Lessons in African Entrepreneurialism with Aliko Dangote

Lagos-based Dangote Group represents one of Africa’s most successful conglomerates, with diversified activities in flour, sugar, cement, steel, and numerous other sectors. The Group’s business activities span over a dozen African countries like Nigeria, Côte d’Ivoire, and Zambia, with projects in Asia also being explored. Founder of the organization Aliko Dangote has spearheaded a multi-million dollar charitable foundation that has provided post-famine aid to Niger, contributed to flood relief in Pakistan, and encouraged leadership training in Nigeria.

Dangote was introduced by Caroline Elkins, Oppenheimer Faculty Director of the Center, professor of history and of African and African-American Studies. Jon Chase/Harvard Staff Photographer


Speaking in the Charles Hotel in October 2015, at an event sponsored by Harvard’s Center for African Studies, Aliko Dangote, President and Chief Executive of Dangote Group, shared his vision for a vibrant and entrepreneurial Africa with the Harvard community. Dangote described some of the difficulties an entrepreneur faces in Africa: unreliable infrastructure, traveling obstacles, corrupt governments. But each had an eventual solution, aided by dogged determination. To solve energy problems, for example, factories had their own power supplies.
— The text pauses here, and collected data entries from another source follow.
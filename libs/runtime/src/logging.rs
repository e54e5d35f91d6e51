//! Console logging via `tracing-subscriber`.
//!
//! `RUST_LOG` wins over the configured filter so operators can raise
//! verbosity without touching the config file.

use tracing_subscriber::{layer::SubscriberExt, util::SubscriberInitExt, EnvFilter};

use crate::config::LoggingConfig;

/// Initialize the global subscriber. Safe to call once per process; tests
/// that race on this should use `try_init` semantics instead (errors from a
/// second call are ignored here).
pub fn init_logging(config: &LoggingConfig) {
    let filter = EnvFilter::try_from_default_env()
        .unwrap_or_else(|_| EnvFilter::new(config.filter.clone()));

    let _ = tracing_subscriber::registry()
        .with(filter)
        .with(tracing_subscriber::fmt::layer())
        .try_init();
}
He highlighted the untapped and under-recognized potential sub-Saharan African economies possess, despite the challenges they face. Drawing an overflow crowd from Harvard and beyond, Mr. Dangote prompted the largely student audience to consider business careers in Africa and find ways to tap into the Continent’s many resources.

Dangote’s talk constituted the inaugural Hakeem and Myma Belo-Osagie African Business and Entrepreneurship Lecture. This annual lecture is co-sponsored by the Harvard Center for African Studies and the Africa Business Club at Harvard Business School. Over 220 students, scholars, faculty members, business leaders, and journalists, from across the Harvard community and beyond, attended Mr. Dangote’s talk, moderated by Caroline Elkins, Oppenheimer Faculty Director of the Harvard Center for African Studies and Professor of History and of African & African American Studies.